Flooding, prolonged dry spells and pest infestations have also hampered crop production, with only 60 percent of the 2018 national cereal needs met by the harvest. Cereal production has steadily declined since the start of the conflict in late 2013, and in 2017 was estimated at about 765 000 tonnes – approximately 25 percent below pre-conflict levels. Further complicating an already dire situation this year, an earlier than anticipated start to the lean season, potentially poor harvests in several counties, and possible returns from within and outside the country, could put added pressure on already scarce natural resources.

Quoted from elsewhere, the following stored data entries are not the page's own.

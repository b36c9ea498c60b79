//! TLS session operations
//!
//! This module implements the SessionOps trait for TLS connections,
//! enabling transparent switching between plain TCP and TLS I/O.

use super::config::{TlsConfig, TlsError};
use super::vars::SslSessionInfo;
use crate::http::session::{poll_fd, PollEvents, SessionOps};
use crate::http::{Error, Result as HttpResult};
use openssl::ssl::{Ssl, SslStream};
use std::io::{Read, Write};
use std::net::TcpStream;
use std::os::fd::{AsRawFd, RawFd};
use std::time::Duration;

/// TLS session operations
///
/// Wraps an OpenSSL SslStream and provides poll/read/write/close operations.
pub struct TlsSessionOps {
    stream: SslStream<TcpStream>,
    info: SslSessionInfo,
    failed: bool,
}

impl TlsSessionOps {
    pub(crate) fn from_stream(stream: SslStream<TcpStream>) -> Self {
        let info = SslSessionInfo::from_ssl(stream.ssl());
        TlsSessionOps {
            stream,
            info,
            failed: false,
        }
    }

    /// Accept a client connection with TLS (perform handshake)
    pub fn accept(tcp_stream: TcpStream, config: &TlsConfig) -> std::result::Result<Self, TlsError> {
        let ssl = Ssl::new(&config.ctx)?;

        let ssl_stream = ssl
            .accept(tcp_stream)
            .map_err(|e| TlsError::HandshakeFailed(format!("Accept failed: {}", e)))?;

        Ok(Self::from_stream(ssl_stream))
    }

    /// Negotiated session parameters
    pub fn info(&self) -> &SslSessionInfo {
        &self.info
    }

    /// Check if TLS I/O failed
    pub fn failed(&self) -> bool {
        self.failed
    }

    /// Get reference to underlying TCP stream
    pub fn get_ref(&self) -> &TcpStream {
        self.stream.get_ref()
    }
}

impl SessionOps for TlsSessionOps {
    fn poll(&self, events: PollEvents, timeout: Option<Duration>) -> HttpResult<bool> {
        // Decrypted bytes may already be waiting inside OpenSSL.
        if events != PollEvents::Write && self.stream.ssl().pending() > 0 {
            return Ok(true);
        }

        poll_fd(self.stream.get_ref().as_raw_fd(), events, timeout)
    }

    fn read(&mut self, buf: &mut [u8]) -> HttpResult<usize> {
        match self.stream.read(buf) {
            Ok(n) => Ok(n),
            Err(e) => {
                self.failed = true;
                Err(Error::Io(e))
            }
        }
    }

    fn write(&mut self, buf: &[u8]) -> HttpResult<usize> {
        match self.stream.write(buf) {
            Ok(n) => Ok(n),
            Err(e) => {
                self.failed = true;
                Err(Error::Io(e))
            }
        }
    }

    fn flush(&mut self) -> HttpResult<()> {
        self.stream.flush().map_err(|e| {
            self.failed = true;
            Error::Io(e)
        })
    }

    fn close(&mut self) -> HttpResult<()> {
        if !self.failed {
            let _ = self.stream.shutdown();
        }

        use std::net::Shutdown;
        match self.stream.get_mut().shutdown(Shutdown::Both) {
            Ok(()) => Ok(()),
            Err(e) if e.kind() == std::io::ErrorKind::NotConnected => Ok(()),
            Err(e) => Err(Error::from(e)),
        }
    }

    fn raw_fd(&self) -> RawFd {
        self.stream.get_ref().as_raw_fd()
    }

    fn buffered(&self) -> usize {
        self.stream.ssl().pending()
    }

    fn ssl_info(&self) -> Option<SslSessionInfo> {
        Some(self.info.clone())
    }
}

#[cfg(test)]
mod tests {
    use super::super::handshake::{connect, ClientHandshake};
    use super::super::{TlsConfig, TlsVersion};
    use super::*;
    use std::net::{TcpListener, TcpStream};
    use std::thread;

    #[test]
    fn test_tls_client_server_exchange() {
        let listener = TcpListener::bind("127.0.0.1:0").unwrap();
        let addr = listener.local_addr().unwrap();

        let server_config = TlsConfig::server()
            .version(TlsVersion::Tls13)
            .build()
            .unwrap();

        let client_config = TlsConfig::client()
            .version(TlsVersion::Tls13)
            .verify_peer(false)
            .build()
            .unwrap();

        let server_handle = thread::spawn(move || {
            let (tcp_stream, _) = listener.accept().unwrap();
            let mut tls_session = server_config.accept(tcp_stream).unwrap();

            let mut buf = vec![0u8; 5];
            let n = tls_session.read(&mut buf).unwrap();
            assert_eq!(&buf[..n], b"Hello");

            tls_session.write(b"World").unwrap();
            tls_session.close().unwrap();
        });

        let tcp_stream = TcpStream::connect(addr).unwrap();
        let params = ClientHandshake {
            host: "localhost",
            alpn: &[],
            deadline: None,
        };
        let mut tls_session = connect(tcp_stream, &client_config, &params).unwrap();
        assert!(!tls_session.failed());

        tls_session.write(b"Hello").unwrap();

        assert!(tls_session
            .poll(PollEvents::Read, Some(Duration::from_secs(2)))
            .unwrap());
        let mut buf = vec![0u8; 5];
        let n = tls_session.read(&mut buf).unwrap();
        assert_eq!(&buf[..n], b"World");

        let info = tls_session.ssl_info().unwrap();
        assert!(info.protocol.contains("TLS"));
        assert_eq!(info.peer_certificates[0].subject, "example.com");

        tls_session.close().unwrap();
        server_handle.join().unwrap();
    }
}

Going forward, ensuring humanitarian access will be critical. “Assessment after assessment, we find that conflict is the main driver of this desperate situation, making it impossible for farmers to get back on their feet,” said Pierre Vauthier, FAO’s Acting Representative in South Sudan. “We are reaching as many people as we can, in almost every county, but it is critical to end conflict and sustain peace to prevent an already severe food insecurity situation from deteriorating even further. The only thing standing between the people of South Sudan and widespread starvation right now is massive humanitarian assistance. If peace takes hold, this must be coupled with a resilience programme to rebuild the capacity of the people of South Sudan to grow their own food and chase off the spectre of hunger.”

FAO's work

FAO and partners’ efforts in humanitarian assistance have reduced the number of people in Crisis and Emergency Phases. However, adverse climate conditions, insecurity and insufficient funding continue to hinder deliveries. Despite these challenges, FAO will continue to scale up its support both to respond to urgent needs and to safeguard livelihoods.

As part of FAO’s Emergency Livelihood Response Programme, in areas worst affected by insecurity and high numbers of IDPs the focus is on distributing emergency livelihood kits, including crop and nutrient-dense vegetable seeds and minimal-harm tools. In calmer states, FAO is protecting and boosting food production by improving local availability of quality seed and planting materials and by facilitating technology transfer through farmer field schools.

The ongoing conflict has heightened risks of livestock disease outbreaks, including the potential spread of Rift Valley fever, as the cold chain system for vaccine storage has broken down. Non-traditional livestock herding patterns have also led to the intermingling of vaccinated and unvaccinated herds, while exacerbating tensions between pastoral and farming communities. FAO is distributing vaccines and veterinary supplies to enable rapid preventative vaccination campaigns, while equipping and retraining community-based animal health workers to provide basic, on-the-move healthcare to migrating herds.

FAO’s response programme in South Sudan is made possible thanks to the generous support from the Governments of Canada, Denmark, Japan, Kuwait, the Netherlands, Norway, the Swiss Confederation, the United Kingdom, the United States of America, as well as the European Union, the World Bank, the UN’s Common Humanitarian Fund and FAO internal funding mechanisms.